> [What is needed]:
From the records below, copy every line that contains the word "span".

___

//! Plot-ready series extracted from a flight solution.

use cansat_core::FlightSolution;
use std::ops::Range;

/// A labelled 2D polyline.
#[derive(Debug, Clone, PartialEq)]
pub struct Trace {
    pub label: &'static str,
    pub x_desc: &'static str,
    pub y_desc: &'static str,
    pub points: Vec<(f64, f64)>,
}

impl Trace {
    pub fn new(label: &'static str, x_desc: &'static str, y_desc: &'static str, xs: Vec<f64>, ys: Vec<f64>) -> Self {
        Self {
            label,
            x_desc,
            y_desc,
            points: xs.into_iter().zip(ys).collect(),
        }
    }

    /// Height above sea level against time.
    pub fn altitude(solution: &FlightSolution) -> Self {
        Self::new("Altitude", "Time (s)", "Altitude (m)", solution.time(), solution.z())
    }

    pub fn vertical_velocity(solution: &FlightSolution) -> Self {
        Self::new(
            "Vertical velocity",
            "Time (s)",
            "Vertical velocity (m/s)",
            solution.time(),
            solution.vz(),
        )
    }

    pub fn x_range(&self) -> Range<f64> {
        padded_range(self.points.iter().map(|p| p.0))
    }

    pub fn y_range(&self) -> Range<f64> {
        padded_range(self.points.iter().map(|p| p.1))
    }
}

/// A labelled 3D polyline in world coordinates (east, north, up).
#[derive(Debug, Clone, PartialEq)]
pub struct Trace3d {
    pub label: &'static str,
    pub points: Vec<(f64, f64, f64)>,
}

impl Trace3d {
    pub fn trajectory(solution: &FlightSolution) -> Self {
        let points = solution
            .x()
            .into_iter()
            .zip(solution.y())
            .zip(solution.z())
            .map(|((x, y), z)| (x, y, z))
            .collect();
        Self {
            label: "Trajectory",
            points,
        }
    }

    pub fn east_range(&self) -> Range<f64> {
        padded_range(self.points.iter().map(|p| p.0))
    }

    pub fn north_range(&self) -> Range<f64> {
        padded_range(self.points.iter().map(|p| p.1))
    }

    pub fn up_range(&self) -> Range<f64> {
        padded_range(self.points.iter().map(|p| p.2))
    }
}

/// Data bounds plus 5% either side. Flat or empty data gets a unit margin.
pub(crate) fn padded_range(values: impl Iterator<Item = f64>) -> Range<f64> {
    let (min, max) = values
        .filter(|v| v.is_finite())
        .fold((f64::INFINITY, f64::NEG_INFINITY), |(lo, hi), v| (lo.min(v), hi.max(v)));

    if min > max {
        return -1.0..1.0;
    }
    let span = max - min;
    if span < 1e-9 {
        return (min - 1.0)..(max + 1.0);
    }
    (min - 0.05 * span)..(max + 0.05 * span)
}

___

> [Solution to the exercise]:
    let span = max - min;
    if span < 1e-9 {
    (min - 0.05 * span)..(max + 0.05 * span)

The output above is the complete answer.